Companies that have the ability to create something that no other has been able to create is an advantage in itself as it will also force any potential interested in entering the market to do so with a better value proposition than the competition, and that’s all. it is possible through high levels of innovation.
The following example, given by Peter Thiel, is illustrative of this. The online search market is clearly dominated by Google, with virtually no competition, despite several attempts. This type of Monopoly can have its drawbacks, but if anyone has benefited from it – apart from Google itself – it is the user who now has access to an extremely powerful search tool adapted to his needs.
Monopolies, despite their negative connotation towards progress and innovation, are much closer to being one of the catalysts for increased innovation and better solutions for all of us as they encourage other companies and businesses to come up with value propositions that are real added value to the user compared to the dominant company.
If ever a company comes up with a better online survey tool, this solution will be beneficial to all those who do online surveys, ie the entire population.
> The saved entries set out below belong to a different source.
#![cfg(feature = "office")]

//! Pull-style wrapper over the `quick-xml` reader.
//!
//! Office parsers consume XML parts as a flat event stream: start and end
//! elements with their attributes, and text runs with entities resolved.
//! The lenient mode tolerates the tag soup found in real-world HTML
//! (mismatched end tags, HTML-only entities).

use crate::error::{DocpipeError, Result};
use quick_xml::Reader;
use quick_xml::escape::{resolve_predefined_entity, unescape, unescape_with};
use quick_xml::events::{BytesRef, Event};

#[derive(Debug, Clone, PartialEq)]
pub enum XmlEvent {
    /// `<name attr="v">`; empty elements are expanded, so a matching
    /// `EndElement` always follows.
    StartElement {
        name: String,
        attributes: Vec<(String, String)>,
    },
    EndElement {
        name: String,
    },
    Text(String),
    /// CDATA content, verbatim.
    CData(String),
    Comment(String),
    Done,
}

pub struct XmlStream<'a> {
    reader: Reader<&'a [u8]>,
    lenient: bool,
    consecutive_errors: u32,
    pending: Option<Event<'a>>,
}

/// Lenient parsing gives up after this many errors in a row; a sticky
/// reader error would otherwise never reach end of input.
const LENIENT_ERROR_LIMIT: u32 = 1000;

impl<'a> XmlStream<'a> {
    /// Strict stream for well-formed XML parts.
    pub fn new(content: &'a [u8]) -> Self {
        let mut reader = Reader::from_reader(content);
        let config = reader.config_mut();
        config.expand_empty_elements = true;
        config.check_end_names = true;
        XmlStream {
            reader,
            lenient: false,
            consecutive_errors: 0,
            pending: None,
        }
    }

    /// Lenient stream for HTML-ish input.
    pub fn lenient(content: &'a [u8]) -> Self {
        let mut reader = Reader::from_reader(content);
        let config = reader.config_mut();
        config.expand_empty_elements = true;
        config.check_end_names = false;
        XmlStream {
            reader,
            lenient: true,
            consecutive_errors: 0,
            pending: None,
        }
    }

    /// The next event, or `Done` at end of input.
    ///
    /// The underlying reader splits `&entity;`/`&#N;` references out of text
    /// runs into their own events, so text and references are accumulated
    /// here into a single `XmlEvent::Text` before the terminating event
    /// (stashed in `pending`) is returned on the following call.
    pub fn next_event(&mut self) -> Result<XmlEvent> {
        let mut text_buf: Option<String> = None;
        loop {
            let event = if let Some(pending) = self.pending.take() {
                pending
            } else {
                match self.reader.read_event() {
                    Ok(event) => {
                        self.consecutive_errors = 0;
                        event
                    }
                    Err(e) if self.lenient => {
                        self.consecutive_errors += 1;
                        if self.consecutive_errors > LENIENT_ERROR_LIMIT {
                            Event::Eof
                        } else {
                            tracing::debug!(error = %e, "skipping malformed markup");
                            continue;
                        }
                    }
                    Err(e) => {
                        return Err(DocpipeError::uninterpretable_data_with_source(
                            "malformed XML",
                            e,
                        ));
                    }
                }
            };
            match event {
                Event::Text(t) => {
                    let text = self.decode_text(&t)?;
                    text_buf.get_or_insert_with(String::new).push_str(&text);
                }
                Event::GeneralRef(r) => {
                    let text = self.resolve_general_ref(&r)?;
                    text_buf.get_or_insert_with(String::new).push_str(&text);
                }
                other => {
                    if let Some(text) = text_buf {
                        self.pending = Some(other);
                        return Ok(XmlEvent::Text(text));
                    }
                    return Ok(match other {
                        Event::Start(e) => XmlEvent::StartElement {
                            name: qname_to_string(e.name().as_ref()),
                            attributes: self.attributes(&e),
                        },
                        Event::Empty(e) => {
                            // expand_empty_elements leaves this unreachable, kept
                            // for completeness of the match.
                            XmlEvent::StartElement {
                                name: qname_to_string(e.name().as_ref()),
                                attributes: self.attributes(&e),
                            }
                        }
                        Event::End(e) => XmlEvent::EndElement {
                            name: qname_to_string(e.name().as_ref()),
                        },
                        Event::CData(t) => {
                            XmlEvent::CData(String::from_utf8_lossy(t.as_ref()).into_owned())
                        }
                        Event::Comment(t) => {
                            XmlEvent::Comment(String::from_utf8_lossy(t.as_ref()).into_owned())
                        }
                        Event::Decl(_) | Event::PI(_) | Event::DocType(_) => continue,
                        Event::Eof => XmlEvent::Done,
                        Event::Text(_) | Event::GeneralRef(_) => unreachable!(),
                    });
                }
            }
        }
    }

    fn decode_text(&self, t: &quick_xml::events::BytesText<'_>) -> Result<String> {
        if self.lenient {
            Ok(match t.decode() {
                Ok(decoded) => match unescape_with(&decoded, html_entity) {
                    Ok(text) => text.into_owned(),
                    Err(_) => decoded.into_owned(),
                },
                Err(_) => String::from_utf8_lossy(t.as_ref()).into_owned(),
            })
        } else {
            let decoded = match t.decode() {
                Ok(decoded) => decoded,
                Err(e) => {
                    return Err(DocpipeError::uninterpretable_data_with_source(
                        "undecodable XML text",
                        e,
                    ));
                }
            };
            match unescape(&decoded) {
                Ok(text) => Ok(text.into_owned()),
                Err(e) => Err(DocpipeError::uninterpretable_data_with_source(
                    "undecodable XML text",
                    e,
                )),
            }
        }
    }

    fn resolve_general_ref(&self, r: &BytesRef<'_>) -> Result<String> {
        match r.resolve_char_ref() {
            Ok(Some(ch)) => return Ok(ch.to_string()),
            Ok(None) => {}
            Err(e) => {
                if self.lenient {
                    return Ok(String::new());
                }
                return Err(DocpipeError::uninterpretable_data_with_source(
                    "undecodable XML character reference",
                    e,
                ));
            }
        }
        let name = match r.decode() {
            Ok(name) => name,
            Err(e) => {
                return Err(DocpipeError::uninterpretable_data_with_source(
                    "undecodable XML entity reference",
                    e,
                ));
            }
        };
        if self.lenient {
            if let Some(value) = html_entity(&name) {
                return Ok(value.to_string());
            }
            if let Some(value) = resolve_predefined_entity(&name) {
                return Ok(value.to_string());
            }
            Ok(format!("&{name};"))
        } else {
            match resolve_predefined_entity(&name) {
                Some(value) => Ok(value.to_string()),
                None => Err(DocpipeError::uninterpretable_data(format!(
                    "unknown XML entity reference &{name};"
                ))),
            }
        }
    }

    fn attributes(&self, element: &quick_xml::events::BytesStart<'_>) -> Vec<(String, String)> {
        element
            .attributes()
            .filter_map(|attr| attr.ok())
            .map(|attr| {
                let key = qname_to_string(attr.key.as_ref());
                let value = match attr.unescape_value() {
                    Ok(v) => v.into_owned(),
                    Err(_) => String::from_utf8_lossy(&attr.value).into_owned(),
                };
                (key, value)
            })
            .collect()
    }

    /// Skip everything up to and including the end tag matching the most
    /// recently returned start tag named `name`.
    pub fn skip_element(&mut self, name: &str) -> Result<()> {
        let mut depth = 1usize;
        loop {
            match self.next_event()? {
                XmlEvent::StartElement { name: n, .. } if n == name => depth += 1,
                XmlEvent::EndElement { name: n } if n == name => {
                    depth -= 1;
                    if depth == 0 {
                        return Ok(());
                    }
                }
                XmlEvent::Done => return Ok(()),
                _ => {}
            }
        }
    }
}

fn qname_to_string(name: &[u8]) -> String {
    String::from_utf8_lossy(name).into_owned()
}

/// Resolver for HTML-only named entities that XML unescaping rejects.
fn html_entity(name: &str) -> Option<&'static str> {
    Some(match name {
        "nbsp" => "\u{A0}",
        "copy" => "©",
        "reg" => "®",
        "trade" => "™",
        "mdash" => "—",
        "ndash" => "–",
        "lsquo" => "\u{2018}",
        "rsquo" => "\u{2019}",
        "ldquo" => "\u{201C}",
        "rdquo" => "\u{201D}",
        "hellip" => "…",
        "bull" => "•",
        "middot" => "·",
        "laquo" => "«",
        "raquo" => "»",
        "deg" => "°",
        "plusmn" => "±",
        "times" => "×",
        "divide" => "÷",
        "euro" => "€",
        "pound" => "£",
        "yen" => "¥",
        "cent" => "¢",
        "sect" => "§",
        "para" => "¶",
        _ => return None,
    })
}

#[cfg(test)]
mod tests {
    use super::*;

    fn collect(content: &[u8]) -> Vec<XmlEvent> {
        let mut stream = XmlStream::new(content);
        let mut events = Vec::new();
        loop {
            let event = stream.next_event().unwrap();
            if event == XmlEvent::Done {
                break;
            }
            events.push(event);
        }
        events
    }

    #[test]
    fn test_basic_events() {
        let events = collect(b"<root a=\"1\"><child>text</child></root>");
        assert_eq!(
            events[0],
            XmlEvent::StartElement {
                name: "root".to_string(),
                attributes: vec![("a".to_string(), "1".to_string())],
            }
        );
        assert!(matches!(&events[1], XmlEvent::StartElement { name, .. } if name == "child"));
        assert_eq!(events[2], XmlEvent::Text("text".to_string()));
        assert!(matches!(&events[3], XmlEvent::EndElement { name } if name == "child"));
    }

    #[test]
    fn test_empty_elements_are_expanded() {
        let events = collect(b"<root><br/></root>");
        assert!(matches!(&events[1], XmlEvent::StartElement { name, .. } if name == "br"));
        assert!(matches!(&events[2], XmlEvent::EndElement { name } if name == "br"));
    }

    #[test]
    fn test_entities_resolved() {
        let events = collect(b"<r>a &amp; b &#65;</r>");
        assert_eq!(events[1], XmlEvent::Text("a & b A".to_string()));
    }

    #[test]
    fn test_lenient_html_entities() {
        let mut stream = XmlStream::lenient(b"<p>a&nbsp;b</p>");
        assert!(matches!(stream.next_event().unwrap(), XmlEvent::StartElement { .. }));
        assert_eq!(
            stream.next_event().unwrap(),
            XmlEvent::Text("a\u{A0}b".to_string())
        );
    }

    #[test]
    fn test_lenient_tolerates_mismatched_tags() {
        let mut stream = XmlStream::lenient(b"<b>text</i>");
        assert!(matches!(stream.next_event().unwrap(), XmlEvent::StartElement { .. }));
        assert_eq!(stream.next_event().unwrap(), XmlEvent::Text("text".to_string()));
        assert!(matches!(stream.next_event().unwrap(), XmlEvent::EndElement { .. }));
    }

    #[test]
    fn test_strict_rejects_malformed() {
        let mut stream = XmlStream::new(b"<a><b></a>");
        let mut result = Ok(XmlEvent::Done);
        for _ in 0..4 {
            result = stream.next_event();
            if result.is_err() {
                break;
            }
        }
        assert!(result.is_err());
    }

    #[test]
    fn test_skip_element() {
        let mut stream = XmlStream::new(b"<root><skip><inner>x</inner></skip><keep>y</keep></root>");
        loop {
            match stream.next_event().unwrap() {
                XmlEvent::StartElement { name, .. } if name == "skip" => {
                    stream.skip_element("skip").unwrap();
                    break;
                }
                _ => {}
            }
        }
        assert!(matches!(
            stream.next_event().unwrap(),
            XmlEvent::StartElement { name, .. } if name == "keep"
        ));
    }
}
It is obvious that one of the ways to enter the market is through the price game, charging a much lower value compared to the dominant company. However, this approach has several disadvantages as it does not necessarily mean better service for the end customer, as profit margins will decrease.
This is the best example of the effects of using price as a competitive tool. In 2012, a study carried out on the highly competitive airline market, revealed that on average the profit margin generated by each passenger trip was $0.37!! Today Google keeps 1/4 of all receipts.
Doubts continue to hang over Monopolies as a valid and beneficial solution for markets, but at least this book now allows us to take a fresh look at what was long held to be an absolute truth. It’s always good when there are no monopolies of ideas.